Remembering Philip

Dec. 15, 2022

My life changed forever 17 years ago.

I talked about this about three years ago. As I remember, a young Matt Hudson took over as editor for NOLN, and this was his first introduction to my work. It’s not to repeat the article, but every year as the season changes and the backdrop evolves from the Thanksgiving Day parade to the glistening lights hung on houses across the town, Philip enters my mind. 

I met Philip as an up-and-coming assistant manager before Hurricane Katrina (this is how we in Louisiana would judge a time frame). Philip was recently married with a young kid. He had a heart of gold, and I recruited him to be my assistant manager in a small two bay shop down in Chalmette, Louisiana. As a young manager myself, I was just taking over as the Director of Training while also taking over the busiest shop in the company. Back then this was a dual role. 

Coaching Philip was usually easy. He was an all-star itching to get his hands on his own shop. As with most young new leaders he had plenty of mess ups. They were never too big, but they were met with the same heavy counseling. I was proud of Philip; he was to replace me at the number one shop. Then Katrina hit. 

The Category 5 hurricane ripped through the town of Chalmette, dumping feet of water through the town that stayed for a while. The town was destroyed. Lucky my crew had gotten out of there, Philip left before the storm while others had to cut their way out of their attics and nab boats that were floating in their neighborhoods. Philip (like many evacuees) landed in Texas, where he would start his life over with his family until I called him back for a store manager spot in Mandeville, Louisiana. He was happy to be back home (or close to it). He was back working for the company and had a good spot. I was there, not as his direct supervisor, but as a mentor. 

Weeks before Christmas, I shared time with Philip and a few other leaders. Philip gloated at the presents he would hand his kid Caleb in just a few short days. Later that evening I stopped by his shop on the way home. I found out that his assistant manager was keeping a handgun in the car and once again had to counsel Philip on policy and leadership. “You’ve got to get this together” were the last words I would say to him. 

That night I received a call that there was an accident. I raced to the shop to find the assistant at the shop where Philip had borrowed his car. Philip took his car down the street to a church, and with the gun I told him about, ended his life in the parking lot. It rained so hard that night, and it was difficult to see through my tears that streamed faster than the downpour on my window as I made my way to the hospital. His wife rushed in to see the doctor, screams were horrific but could not match the noise in my head. 

Days later, I walked my good friend to his resting place. Helping place him in his tomb was nothing compared to watching his wife pick up their son to kiss the top of the coffin one last time. The days at work throughout this were terrible to say the least. How do you sit in the shop he ran and work in the chair he used with the guilt of knowing that your words may have pushed him? Emotions would overwhelm me; procedures were halted several times a car to have a break down in the bathroom. 

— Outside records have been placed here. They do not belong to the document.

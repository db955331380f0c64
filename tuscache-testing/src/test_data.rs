//! Generate upload payloads for tests
use bytes::Bytes;
use rand::prelude::*;
use std::pin::Pin;
use std::task::{Context, Poll};
use tokio::io::{AsyncRead, ReadBuf};

/// `size` bytes of random data, reproducible from `seed`
pub fn random_data(seed: u64, size: usize) -> Bytes {
    let mut rng = rand::rngs::StdRng::seed_from_u64(seed);
    let mut data = vec![0u8; size];
    rng.fill_bytes(&mut data);

    data.into()
}

/// Split `data` into chunks of `chunk_size` bytes; the last one may be shorter
pub fn chunks(data: &Bytes, chunk_size: usize) -> Vec<Bytes> {
    assert!(chunk_size > 0);

    (0..data.len())
        .step_by(chunk_size)
        .map(|start| data.slice(start..(start + chunk_size).min(data.len())))
        .collect()
}

/// Split `data` into chunks of random sizes between 1 and `max_chunk_size` bytes
pub fn random_chunks(seed: u64, data: &Bytes, max_chunk_size: usize) -> Vec<Bytes> {
    assert!(max_chunk_size > 0);

    let mut rng = rand::rngs::StdRng::seed_from_u64(seed);
    let mut chunks = Vec::new();
    let mut start = 0;

    while start < data.len() {
        let len = rng.gen_range(1..=max_chunk_size).min(data.len() - start);
        chunks.push(data.slice(start..start + len));
        start += len;
    }

    chunks
}

/// A request body which yields some data and then fails, like a client whose connection drops
/// partway through a request
pub struct FailingBody {
    data: Bytes,
}

impl FailingBody {
    pub fn new(data: impl Into<Bytes>) -> Self {
        Self { data: data.into() }
    }
}

impl AsyncRead for FailingBody {
    fn poll_read(
        mut self: Pin<&mut Self>,
        _cx: &mut Context<'_>,
        buf: &mut ReadBuf<'_>,
    ) -> Poll<std::io::Result<()>> {
        if self.data.is_empty() {
            return Poll::Ready(Err(std::io::Error::new(
                std::io::ErrorKind::ConnectionReset,
                "client went away",
            )));
        }

        let len = buf.remaining().min(self.data.len());
        let chunk = self.data.split_to(len);
        buf.put_slice(&chunk);

        Poll::Ready(Ok(()))
    }
}
#[test]
fn large_write_of_unknown_length_leaves_remainder_buffered() -> Result<()> {
    tuscache_testing::logging::test_with_logging(async move {
        let test = TestCache::with_config(|config| {
            config.max_part_size = byte_unit::Byte::from_bytes(2048);
        })
        .await?;
        let data = test_data::random_data(23, 5000);

        test.cache.create("streamed", None, BTreeMap::new()).await?;
        assert_eq!(5000, test.cache.write("streamed", 0, &data[..]).await?);

        // Two full chunks are flushed, and the last 904 bytes wait for more data
        wait_until("both full chunks are flushed", || {
            test.store.uploaded_parts("streamed") == 2
        })
        .await;
        assert_eq!(5000, test.cache.get_offset("streamed").await?.offset);

        test.cache.declare_length("streamed", 5000).await?;
        assert_eq!(Some(data), test.store.object("streamed"));
        assert_eq!(
            Some(vec![2048, 2048, 904]),
            test.store.completed_part_sizes("streamed")
        );

        Ok(())
    })
}

#[test]
fn reserved_upload_ids_are_rejected() -> Result<()> {
    tuscache_testing::logging::test_with_logging(async move {
        let test = TestCache::new().await?;
        let id = format!("{INCOMPLETE_PART_PREFIX}video");

        assert_matches!(
            test.cache.create(&id, Some(10), BTreeMap::new()).await,
            Err(TusCacheError::ReservedUploadId { .. })
        );

        // Only the prefix is reserved
        test.cache.create("video.part", Some(10), BTreeMap::new()).await?;

        Ok(())
    })
}

#[test]
fn failed_body_read_keeps_bytes_already_read() -> Result<()> {
    tuscache_testing::logging::test_with_logging(async move {
        let test = TestCache::new().await?;
        let data = test_data::random_data(9, 1000);

        test.cache.create("dropped", Some(1000), BTreeMap::new()).await?;

        let result = test
            .cache
            .write("dropped", 0, FailingBody::new(data.slice(..300)))
            .await;
        let err = result.expect_err("body failed");
        assert_matches!(err, TusCacheError::ReadUploadBody { written: 300, .. });
        assert!(err.is_retryable());

        // The client resumes from wherever the cache got to
        assert_eq!(300, test.cache.get_offset("dropped").await?.offset);
        test.cache.write("dropped", 300, &data[300..]).await?;

        assert_eq!(Some(data), test.store.object("dropped"));

        Ok(())
    })
}

#[test]
fn remove_upload_in_progress() -> Result<()> {
    tuscache_testing::logging::test_with_logging(async move {
        let test = TestCache::new().await?;

        test.cache.create("doomed", Some(5000), BTreeMap::new()).await?;
        test.cache.write("doomed", 0, &[7u8; 2000][..]).await?;
        test.cache.write("doomed", 2000, &[7u8; 100][..]).await?;
        test.cache.flush("doomed").await?;
        assert_eq!(vec!["doomed".to_string()], test.store.open_uploads());

        test.cache.remove("doomed").await?;

        assert!(test.store.open_uploads().is_empty());
        assert_eq!(vec!["doomed".to_string()], test.store.aborted_keys());
        assert_eq!(None, test.store.incomplete_part("doomed"));
        assert_eq!(0, test.buffer_files()?);
        assert_eq!(None, test.cache.session_state("doomed"));
        assert_matches!(
            test.cache.get_offset("doomed").await,
            Err(TusCacheError::UnknownUpload { .. })
        );

        // The ID can be used again
        test.cache.create("doomed", Some(1), BTreeMap::new()).await?;

        Ok(())
    })
}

It’s been 17 years. I still don’t truly know why he did it. Yes, I still pack the blame on my shoulders. I think about his passing often, when I see myself forgetting to praise. When I see someone tucked away and isolated at the shop. I’ve been told time and time again that it wasn’t my fault, and I am just finally coming to terms with that thought. 

I do not intend to draw tears from you today, but to draw thoughts from you as always. What if we praised as much as we preached? What if we took the time to know our teammates' struggles instead of distancing ourselves? What if we built leaders of communities instead of leaders of the shops? What if we let people know there is help, and we are there to help? Would we be changing oil still, or changing people? 

Be great. 

The National Suicide Prevention Lifeline is a hotline for individuals in crisis or for those looking to help someone else. To speak with a certified listener, dial or text 988.